Via COMNAVSURFLANT:
Sailors from pre-commissioning unit John F. Kennedy (CVN 79) tour decommissioned ship USS John F. Kennedy (CVA-67) currently moored at the Philadelphia Navy Yard. Sailors from CVN 79 are documenting spaces and deployment artwork aboard to preserve the history and heritage of the JFK.
Named after the 35th President, CVA-67 was built at Newport News and commissioned 7 September 1968– some 53 years ago this week. After four decades of service during the Cold War, Lebanon, Desert Storm, and the like, on 23 March 2007, John F. Kennedy was decommissioned and stricken from the Naval Vessel Register on 16 October 2009. She was one of the last conventionally-powered U.S. Navy supercarriers in service.

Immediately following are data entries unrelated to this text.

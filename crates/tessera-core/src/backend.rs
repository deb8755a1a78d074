//! Pluggable execution backend for the heavy operations.
//!
//! The heavy [`Matrix`] methods (products, row reduction, decompositions and
//! convolution) go through [`active()`]. Until [`install`] is called that is the
//! [`ReferenceBackend`], which runs the algorithms in [`crate::linalg`] and
//! the reference convolution with a default [`Config`].
//!
//! An accelerated backend implements [`Backend`] and overrides only the
//! methods it speeds up; everything else falls through to the reference code.
//! Results must agree with the reference within floating-point tolerance.
//!
//! ```
//! # use tessera_core::backend;
//! let name = backend::active().name();
//! assert!(!name.is_empty());
//! ```

use std::fmt;
use std::sync::{LazyLock, OnceLock};

use crate::config::Config;
use crate::conv;
use crate::error::{CoreError, Result};
use crate::linalg::blas;
use crate::linalg::decomp::{Cholesky, Eigen, Lu, Ref, Rref};
use crate::matrix::Matrix;

/// Strategy interface for the heavy operations.
pub trait Backend: Send + Sync + fmt::Debug {
    /// Short identifier used in log output.
    fn name(&self) -> &str;

    /// Tolerances and iteration limits used by the default methods.
    fn config(&self) -> &Config;

    fn matmul(&self, a: &Matrix, b: &Matrix) -> Result<Matrix> {
        blas::matmul(a, b)
    }

    fn row_echelon(&self, a: &Matrix) -> Ref {
        Ref::decompose_with(a, self.config())
    }

    fn reduced_row_echelon(&self, a: &Matrix) -> Rref {
        Rref::decompose_with(a, self.config())
    }

    fn lu(&self, a: &Matrix) -> Result<Lu> {
        Lu::decompose_with(a, self.config())
    }

    fn cholesky(&self, a: &Matrix) -> Result<Cholesky> {
        Cholesky::decompose_with(a, self.config())
    }

    fn eig(&self, a: &Matrix) -> Result<Eigen> {
        Eigen::decompose_with(a, self.config())
    }

    fn convolve(&self, a: &Matrix, kernel: &Matrix, stride: usize) -> Result<Matrix> {
        conv::convolve(a, kernel, stride)
    }
}

/// The pure-Rust reference implementation.
#[derive(Debug, Clone, Default, PartialEq)]
pub struct ReferenceBackend {
    config: Config,
}

impl ReferenceBackend {
    pub fn new(config: Config) -> Self {
        Self { config }
    }
}

impl Backend for ReferenceBackend {
    fn name(&self) -> &str {
        "reference"
    }

    fn config(&self) -> &Config {
        &self.config
    }
}

static INSTALLED: OnceLock<Box<dyn Backend>> = OnceLock::new();
static REFERENCE: LazyLock<ReferenceBackend> = LazyLock::new(ReferenceBackend::default);

/// Select the backend for the rest of the process.
///
/// May be called once; later calls fail with
/// [`CoreError::InvalidArgument`] and leave the first backend in place.
pub fn install(backend: Box<dyn Backend>) -> Result<()> {
    let name = backend.name().to_owned();
    INSTALLED
        .set(backend)
        .map_err(|_| CoreError::InvalidArgument {
            reason: "a backend is already installed",
        })?;
    log::info!("installed linear algebra backend `{name}`");
    Ok(())
}

/// The installed backend, or the reference one.
pub fn active() -> &'static dyn Backend {
    match INSTALLED.get() {
        Some(backend) => backend.as_ref(),
        None => &*REFERENCE,
    }
}

#[cfg(test)]
#[allow(clippy::float_cmp)]
mod tests {
    use super::*;

    #[test]
    fn test_reference_defaults() {
        let backend = ReferenceBackend::default();
        assert_eq!(backend.name(), "reference");
        assert_eq!(backend.config(), &Config::default());
    }

    #[test]
    fn test_reference_uses_its_config() {
        let a = Matrix::quick(&[[1.0, 1e-9], [0.0, 1e-9]]);
        let loose = ReferenceBackend::new(Config::default().with_pivot_tolerance(1e-6));
        assert_eq!(loose.row_echelon(&a).rank(), 1);
        assert_eq!(ReferenceBackend::default().row_echelon(&a).rank(), 2);
    }

    #[test]
    fn test_active_is_reference() {
        assert_eq!(active().name(), "reference");
    }
}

While laid up at Philadelphia for the past decade, a number of planned museum endeavors have come and gone, so it is looking like she will soon be sent to Brownsville for scrapping. JFK was removed from possible donation status in late 2018 and is pending disposal.
With that, the largest preserved American flattop will be the 65,000-ton USS Midway (CV-41) in California as nuclear-powered carriers are unlikely to be so preserved due to their reactor construction.
Meanwhile, PCU CVN 79 was christened in 2019– on Pearl Harbor Day– by President Kennedy’s daughter, and is currently fitting out, with expected commissioning in 2024.